Extract first word in a string
You're almost there, just remove the trailing comma
\documentclass{article}
\makeatletter
\newcommand\FirstWord[1]{\@firstword#1 \@nil}%
\newcommand\@firstword{}%
\newcommand\@removecomma{}%
\def\@firstword#1 #2\@nil{\@removecomma#1,\@nil}%
\def\@removecomma#1,#2\@nil{#1}
\makeatother
\begin{document}
X\FirstWord{John, Paul, George and Ringo}X
X\FirstWord{John}X
X\FirstWord{John and Paul}X
X\FirstWord{{John, Paul}, George and Ringo}X
\end{document}
You can add further tests for removing other delimiters
\documentclass{article}
\makeatletter
\newcommand\FirstWord[1]{\@firstword#1 \@nil}%
\def\@firstword#1 #2\@nil{\@removecomma#1,\@nil}%
\def\@removecomma#1,#2\@nil{\@removeperiod#1.\@nil}
\def\@removeperiod#1.#2\@nil{\@removesemicolon#1;\@nil}
\def\@removesemicolon#1;#2\@nil{#1}
\makeatother
\begin{document}
X\FirstWord{John; Paul; George; Ringo}X
X\FirstWord{John. Paul. George. Ringo}X
X\FirstWord{John}X
X\FirstWord{John and Paul}X
X\FirstWord{{John. Paul}. George. Ringo}X
\end{document}
If you don't need expandability, you can use l3regex
:
\documentclass{article}
\usepackage{xparse,l3regex}
\ExplSyntaxOn
\NewDocumentCommand{\FirstWord}{m}
{
% split the argument at spaces
\seq_set_split:Nnn \l_tmpa_seq { ~ } { #1 }
% get the first item
\tl_set:Nx \l_tmpa_tl { \seq_item:Nn \l_tmpa_seq { 1 } }
% remove a trailing period, semicolon or comma (\Z matches the end)
\regex_replace_once:nnN { [.;,]\Z } { } \l_tmpa_tl
% output the result
\tl_use:N \l_tmpa_tl
}
\ExplSyntaxOff
\begin{document}
X\FirstWord{John, Paul, George and Ringo}X
X\FirstWord{John; Paul; George; Ringo}X
X\FirstWord{John.

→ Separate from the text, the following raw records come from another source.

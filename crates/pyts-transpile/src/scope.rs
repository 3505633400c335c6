//! Lexical scope tracking for declaration decisions.
//!
//! A single-target assignment emits `let` exactly when its target is not
//! visible yet. Frames mirror TypeScript's scoping: one per function and
//! lambda, one per class body, one per emitted block.

use std::collections::HashSet;

#[derive(Debug, Clone, Copy, PartialEq, Eq)]
pub enum FrameKind {
    Module,
    Function,
    Class,
    Block,
}

#[derive(Debug)]
struct Frame {
    kind: FrameKind,
    declared: HashSet<String>,
    /// Names the Python function binds locally; lookups stop here.
    shadowed: HashSet<String>,
}

impl Frame {
    fn new(kind: FrameKind) -> Self {
        Self {
            kind,
            declared: HashSet::new(),
            shadowed: HashSet::new(),
        }
    }
}

/// Stack of frames. Frame 0 is the module scope and is never popped.
#[derive(Debug)]
pub struct ScopeTracker {
    frames: Vec<Frame>,
}

impl Default for ScopeTracker {
    fn default() -> Self {
        Self::new()
    }
}

impl ScopeTracker {
    pub fn new() -> Self {
        Self {
            frames: vec![Frame::new(FrameKind::Module)],
        }
    }

    /// Open a function or lambda scope that shadows nothing.
    pub fn push_scope(&mut self) {
        self.frames.push(Frame::new(FrameKind::Function));
    }

    /// Open a function scope whose local bindings hide same-named outer
    /// declarations until declared here.
    pub fn push_function<I>(&mut self, locals: I)
    where
        I: IntoIterator<Item = String>,
    {
        let mut frame = Frame::new(FrameKind::Function);
        frame.shadowed = locals.into_iter().collect();
        self.frames.push(frame);
    }

    pub fn push_class(&mut self) {
        self.frames.push(Frame::new(FrameKind::Class));
    }

    pub fn push_block(&mut self) {
        self.frames.push(Frame::new(FrameKind::Block));
    }

    /// Remove the innermost frame. The module frame stays.
    pub fn pop_scope(&mut self) {
        if self.frames.len() > 1 {
            self.frames.pop();
        }
    }

    /// Remove the innermost frame if it is a block.
    pub fn pop_block(&mut self) {
        if self.frames.len() > 1 && self.innermost_kind() == FrameKind::Block {
            self.frames.pop();
        }
    }

    pub fn innermost_kind(&self) -> FrameKind {
        self.frames.last().map_or(FrameKind::Module, |frame| frame.kind)
    }

    pub fn declare(&mut self, name: &str) {
        if let Some(frame) = self.frames.last_mut() {
            frame.declared.insert(name.to_string());
        }
    }

    /// Declare in the module frame, wherever the walk currently is.
    pub fn declare_global(&mut self, name: &str) {
        self.frames[0].declared.insert(name.to_string());
    }

    /// Declare in the nearest enclosing function (or module) frame.
    pub fn declare_in_function(&mut self, name: &str) {
        let frame = self
            .frames
            .iter_mut()
            .rev()
            .find(|frame| matches!(frame.kind, FrameKind::Function | FrameKind::Module));
        if let Some(frame) = frame {
            frame.declared.insert(name.to_string());
        }
    }

    /// Scan frames innermost to outermost. Class frames only count when
    /// they are the innermost frame, since class bodies do not enclose
    /// their methods.
    pub fn is_visible(&self, name: &str) -> bool {
        let innermost = self.frames.len() - 1;
        for (index, frame) in self.frames.iter().enumerate().rev() {
            if frame.kind == FrameKind::Class && index != innermost {
                continue;
            }
            if frame.declared.contains(name) {
                return true;
            }
            if frame.shadowed.contains(name) {
                return false;
            }
        }
        false
    }

    pub fn depth(&self) -> usize {
        self.frames.len()
    }
}

#[cfg(test)]
mod tests {
    use super::*;

    #[test]
    fn test_pop_never_removes_module_frame() {
        let mut scopes = ScopeTracker::new();
        scopes.pop_scope();
        scopes.pop_scope();
        assert_eq!(scopes.depth(), 1);
        scopes.declare("x");
        assert!(scopes.is_visible("x"));
    }

    #[test]
    fn test_inner_declarations_disappear_on_pop() {
        let mut scopes = ScopeTracker::new();
        scopes.push_scope();
        scopes.declare("y");
        assert!(scopes.is_visible("y"));
        scopes.pop_scope();
        assert!(!scopes.is_visible("y"));
    }

    #[test]
    fn test_outer_names_visible_unless_shadowed() {
        let mut scopes = ScopeTracker::new();
        scopes.declare("count");
        scopes.declare("total");
        scopes.push_function(["count".to_string()]);
        assert!(!scopes.is_visible("count"));
        assert!(scopes.is_visible("total"));
        scopes.declare("count");
        assert!(scopes.is_visible("count"));
    }

    #[test]
    fn test_blocks_scope_like_let() {
        let mut scopes = ScopeTracker::new();
        scopes.push_block();
        scopes.declare("i");
        scopes.pop_block();
        assert!(!scopes.is_visible("i"));
        scopes.pop_block();
        assert_eq!(scopes.depth(), 1);
    }

    #[test]
    fn test_class_body_not_visible_from_methods() {
        let mut scopes = ScopeTracker::new();
        scopes.push_class();
        scopes.declare("field");
        assert!(scopes.is_visible("field"));
        scopes.push_scope();
        assert!(!scopes.is_visible("field"));
    }
}
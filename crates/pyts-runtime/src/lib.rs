//! Semantic-support primitives for translated Python code.
//!
//! Translated TypeScript imports a fixed set of helpers (see [`Primitive`])
//! wherever Python semantics differ from the target's native operators:
//! flooring division, sign-of-divisor modulo, slicing with negative
//! indices, lazy ranges, Python-style stringification and the `format()`
//! mini-language. This crate is the executable reference for that
//! contract: every primitive is implemented here over the dynamic
//! [`Value`] type, with failures reported as [`SupportError`] variants
//! named after the Python exception they model.
//!
//! # Example
//!
//! ```
//! use pyts_runtime::{Primitive, Value, call};
//!
//! let q = call(Primitive::FloorDiv, &[Value::Int(-7), Value::Int(2)]).unwrap();
//! assert_eq!(q, Value::Int(-4));
//! ```

pub mod arith;
pub mod builtins;
pub mod coerce;
mod error;
pub mod format;
pub mod iter;
mod primitive;
pub mod sequence;
mod value;

pub use error::{Result, SupportError};
pub use primitive::{DEFAULT_MODULE, Primitive};
pub use value::{Number, Value, compare};

fn arity(name: &str, args: &[Value], min: usize, max: usize) -> Result<()> {
    if args.len() < min || args.len() > max {
        let expected = if min == max {
            format!("{min}")
        } else {
            format!("{min} to {max}")
        };
        return Err(SupportError::Type(format!(
            "{name}() takes {expected} arguments ({} given)",
            args.len()
        )));
    }
    Ok(())
}

/// `None` (the emitted `undefined`) means "omitted".
fn optional_index(value: Option<&Value>) -> Result<Option<i64>> {
    match value {
        None | Some(Value::None) => Ok(None),
        Some(other) => other.as_index().map(Some),
    }
}

fn modular_pow(base: i64, exp: i64, modulus: i64) -> Result<Value> {
    if modulus == 0 {
        return Err(SupportError::Value("pow() 3rd argument cannot be 0".into()));
    }
    if exp < 0 {
        return Err(SupportError::Value(
            "pow() 2nd argument cannot be negative when 3rd argument specified".into(),
        ));
    }
    let m = i128::from(modulus);
    let mut result: i128 = 1;
    let mut b = i128::from(base).rem_euclid(m);
    let mut e = exp;
    while e > 0 {
        if e & 1 == 1 {
            result = result * b % m;
        }
        b = b * b % m;
        e >>= 1;
    }
    // Python's result takes the sign of the modulus.
    let r = result.rem_euclid(m.abs());
    let r = if modulus < 0 && r != 0 { r + m } else { r };
    Ok(Value::Int(r as i64))
}

/// Invoke a primitive dynamically, the way emitted code calls it.
///
/// Lazy iterables (`range`, `enumerate`, `zip`) are materialized into
/// lists here. Calling an exception primitive yields that exception as the
/// error, which is what `throw new ValueError(msg)` produces at runtime.
pub fn call(primitive: Primitive, args: &[Value]) -> Result<Value> {
    let name = primitive.name();
    match primitive {
        Primitive::FloorDiv => {
            arity(name, args, 2, 2)?;
            arith::floordiv(&args[0], &args[1])
        }
        Primitive::Mod => {
            arity(name, args, 2, 2)?;
            arith::modulo(&args[0], &args[1])
        }
        Primitive::Pow => {
            arity(name, args, 2, 3)?;
            match args.get(2) {
                Some(m) => modular_pow(args[0].as_index()?, args[1].as_index()?, m.as_index()?),
                None => arith::power(&args[0], &args[1]),
            }
        }
        Primitive::Slice => {
            arity(name, args, 1, 4)?;
            sequence::slice(
                &args[0],
                optional_index(args.get(1))?,
                optional_index(args.get(2))?,
                optional_index(args.get(3))?,
            )
        }
        Primitive::At => {
            arity(name, args, 2, 2)?;
            sequence::index_at(&args[0], &args[1])
        }
        Primitive::IsIn => {
            arity(name, args, 2, 2)?;
            sequence::is_in(&args[0], &args[1]).map(Value::Bool)
        }
        Primitive::Range => {
            let range = match args {
                [stop] => iter::range_to(stop.as_index()?),
                [start, stop] => iter::range(start.as_index()?, stop.as_index()?, 1)?,
                [start, stop, step] => {
                    iter::range(start.as_index()?, stop.as_index()?, step.as_index()?)?
                }
                _ => return arity(name, args, 1, 3).map(|()| Value::None),
            };
            Ok(Value::List(range.map(Value::Int).collect()))
        }
        Primitive::Enumerate => {
            arity(name, args, 1, 2)?;
            let start = optional_index(args.get(1))?.unwrap_or(0);
            let items = args[0].iter_values()?;
            Ok(Value::List(
                iter::enumerate(items, start)
                    .map(|(i, v)| Value::Tuple(vec![Value::Int(i), v]))
                    .collect(),
            ))
        }
        Primitive::Zip => {
            let inputs = args
                .iter()
                .map(Value::iter_values)
                .collect::<Result<Vec<_>>>()?;
            Ok(Value::List(iter::zip(inputs).map(Value::Tuple).collect()))
        }
        Primitive::Len => {
            arity(name, args, 1, 1)?;
            sequence::len(&args[0]).map(|n| Value::Int(n as i64))
        }
        Primitive::Str => {
            arity(name, args, 0, 1)?;
            Ok(Value::Str(args.first().map(coerce::to_str).unwrap_or_default()))
        }
        Primitive::Repr => {
            arity(name, args, 1, 1)?;
            Ok(Value::Str(coerce::repr(&args[0])))
        }
        Primitive::Int => {
            arity(name, args, 0, 2)?;
            let Some(value) = args.first() else {
                return Ok(Value::Int(0));
            };
            let base = match args.get(1) {
                Some(base) => Some(u32::try_from(base.as_index()?).map_err(|_| {
                    SupportError::Value("int() base must be >= 2 and <= 36, or 0".into())
                })?),
                None => None,
            };
            coerce::to_int(value, base).map(Value::Int)
        }
        Primitive::Float => {
            arity(name, args, 0, 1)?;
            match args.first() {
                Some(value) => coerce::to_float(value).map(Value::Float),
                None => Ok(Value::Float(0.0)),
            }
        }
        Primitive::Bool => {
            arity(name, args, 0, 1)?;
            Ok(Value::Bool(args.first().is_some_and(coerce::to_bool)))
        }
        Primitive::Format => {
            arity(name, args, 1, 2)?;
            let spec = match args.get(1) {
                Some(Value::Str(spec)) => spec.as_str(),
                Some(other) => {
                    return Err(SupportError::Type(format!(
                        "format() argument 2 must be str, not {}",
                        other.type_name()
                    )));
                }
                None => "",
            };
            format::format_value(&args[0], spec).map(Value::Str)
        }
        Primitive::Print => Ok(Value::Str(format::print_line(args, " ", "\n"))),
        Primitive::Abs => {
            arity(name, args, 1, 1)?;
            arith::abs(&args[0])
        }
        Primitive::Min => builtins::min(args),
        Primitive::Max => builtins::max(args),
        Primitive::Sum => {
            arity(name, args, 1, 2)?;
            builtins::sum(&args[0], args.get(1))
        }
        Primitive::Sorted => {
            arity(name, args, 1, 2)?;
            builtins::sorted(&args[0], args.get(1).is_some_and(Value::is_truthy))
        }
        Primitive::Reversed => {
            arity(name, args, 1, 1)?;
            builtins::reversed(&args[0])
        }
        Primitive::Any => {
            arity(name, args, 1, 1)?;
            builtins::any(&args[0]).map(Value::Bool)
        }
        Primitive::All => {
            arity(name, args, 1, 1)?;
            builtins::all(&args[0]).map(Value::Bool)
        }
        Primitive::Round => {
            arity(name, args, 1, 2)?;
            arith::round(&args[0], optional_index(args.get(1))?)
        }
        Primitive::DivMod => {
            arity(name, args, 2, 2)?;
            arith::divmod(&args[0], &args[1])
        }
        Primitive::List => {
            arity(name, args, 0, 1)?;
            builtins::list(args.first())
        }
        Primitive::Dict => {
            arity(name, args, 0, 1)?;
            builtins::dict(args.first())
        }
        Primitive::Set => {
            arity(name, args, 0, 1)?;
            builtins::set(args.first())
        }
        Primitive::Tuple => {
            arity(name, args, 0, 1)?;
            builtins::tuple(args.first())
        }
        Primitive::Ord => {
            arity(name, args, 1, 1)?;
            builtins::ord(&args[0]).map(Value::Int)
        }
        Primitive::Chr => {
            arity(name, args, 1, 1)?;
            builtins::chr(args[0].as_index()?).map(Value::Str)
        }
        Primitive::Hex => {
            arity(name, args, 1, 1)?;
            Ok(Value::Str(builtins::hex(args[0].as_index()?)))
        }
        Primitive::Oct => {
            arity(name, args, 1, 1)?;
            Ok(Value::Str(builtins::oct(args[0].as_index()?)))
        }
        Primitive::Bin => {
            arity(name, args, 1, 1)?;
            Ok(Value::Str(builtins::bin(args[0].as_index()?)))
        }
        Primitive::Exception
        | Primitive::ValueError
        | Primitive::TypeError
        | Primitive::KeyError
        | Primitive::IndexError
        | Primitive::RuntimeError
        | Primitive::ZeroDivisionError
        | Primitive::NotImplementedError
        | Primitive::AssertionError
        | Primitive::StopIteration
        | Primitive::AttributeError => {
            let message = args.first().map(coerce::to_str).unwrap_or_default();
            Err(raise(primitive, message))
        }
    }
}

/// The error an exception primitive represents.
fn raise(exception: Primitive, message: String) -> SupportError {
    match exception {
        Primitive::ValueError => SupportError::Value(message),
        Primitive::TypeError => SupportError::Type(message),
        Primitive::KeyError => SupportError::Key(message),
        Primitive::IndexError => SupportError::Index(message),
        Primitive::RuntimeError => SupportError::Runtime(message),
        Primitive::ZeroDivisionError => SupportError::ZeroDivision(message),
        Primitive::NotImplementedError => SupportError::NotImplemented(message),
        Primitive::AssertionError => SupportError::Assertion(message),
        Primitive::StopIteration => SupportError::StopIteration(message),
        Primitive::AttributeError => SupportError::Attribute(message),
        _ => SupportError::Exception(message),
    }
}

#[cfg(test)]
mod tests {
    use super::*;

    #[test]
    fn test_call_materializes_range() {
        let out = call(Primitive::Range, &[Value::Int(5), Value::Int(0), Value::Int(-2)]).unwrap();
        assert_eq!(out, Value::list([Value::Int(5), Value::Int(3), Value::Int(1)]));
    }

    #[test]
    fn test_call_slice_treats_none_as_omitted() {
        let xs = Value::list([Value::Int(1), Value::Int(2), Value::Int(3)]);
        let out = call(
            Primitive::Slice,
            &[xs, Value::None, Value::None, Value::Int(-1)],
        )
        .unwrap();
        assert_eq!(out, Value::list([Value::Int(3), Value::Int(2), Value::Int(1)]));
    }

    #[test]
    fn test_call_exception_raises_it() {
        let err = call(Primitive::ValueError, &[Value::str("bad")]).unwrap_err();
        assert_eq!(err, SupportError::Value("bad".into()));
    }

    #[test]
    fn test_call_checks_arity() {
        assert!(matches!(
            call(Primitive::Len, &[]),
            Err(SupportError::Type(_))
        ));
    }

    #[test]
    fn test_modular_pow_sign_follows_modulus() {
        assert_eq!(
            call(Primitive::Pow, &[Value::Int(3), Value::Int(4), Value::Int(5)]),
            Ok(Value::Int(1))
        );
        assert_eq!(
            call(Primitive::Pow, &[Value::Int(3), Value::Int(1), Value::Int(-5)]),
            Ok(Value::Int(-2))
        );
    }

    #[test]
    fn test_every_function_primitive_is_callable() {
        for primitive in Primitive::ALL.iter().filter(|p| !p.is_exception()) {
            let err = call(*primitive, &[]);
            // Zero arguments either succeed or fail with an argument error;
            // none may panic.
            if let Err(err) = err {
                assert!(matches!(err, SupportError::Type(_) | SupportError::Value(_)));
            }
        }
    }
}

Paul. George. Ringo}X
X\FirstWord{John}X
X\FirstWord{John and Paul}X
X\FirstWord{{John, Paul}, George and Ringo}X
X\FirstWord{{John. Paul}. George. Ringo}X
\end{document}
Thanks for comment by Mico, this is the suggested pattern to use. PS. I am not a pattern matching expert and do not play one on TV, but the nice thing about lualatex is one can employ sophisticated pattern matching procedures if they are needed.
\documentclass{article}
\usepackage{luacode} % for '\luaexec' and '\luastring' macros
\newcommand{\FirstWord}[1]{\luaexec{tex.print(string.match(\luastring{#1}, '\%w+\%-?\%w*'))}}
\begin{document}
\def\lst{John, Paul, George and Ringo}
\textbf{\FirstWord{\lst}} is the first word in \{\lst\}
\def\lst{-John, Paul, George and Ringo}
\textbf{\FirstWord{\lst}} is the first word in \{\lst\}
\def\lst{Marie-Claire, Paul, George and Ringo}
\textbf{\FirstWord{\lst}} is the first word in \{\lst\}
\end{document}
gives
Earlier version
lualatex solution
Updated with another variation of the call just for illustration.
\documentclass{article}
\usepackage{luacode}
\newcommand{\FirstWord}[1]{\luaexec{tex.print(string.match('#1', '([^,]+)'))}}
\begin{document}
\def\lst{John, Paul, George and Ringo}
\textbf{\FirstWord{\lst}} is the first word in \{\lst\}
\end{document}
The above does not handle special cases such as {{John, Paul}, George and Ringo}
. It will still return John
for the above.
Original answer
\documentclass{article}
\usepackage{luacode}
\begin{luacode*}
function FirstWord(arg)
tex.print(string.match(arg, '([^,]+)'))
end
\end{luacode*}
\newcommand{\FirstWord}[1]{\directlua{FirstWord("#1")}}
\begin{document}
\def\lst{John, Paul, George and Ringo}
\textbf{\FirstWord{\lst}} is the first word in \{\lst\}
\end{document}
gives
Admittedly a bit late to the game, but here's a second LuaLaTeX-based solution, which generalizes the earlier answer by @Nasser. This answer's pattern search algorithm satisfies the following criteria:
If the string to be searched starts with a substring that's delimited by matching curly braces, the entire substring is returned.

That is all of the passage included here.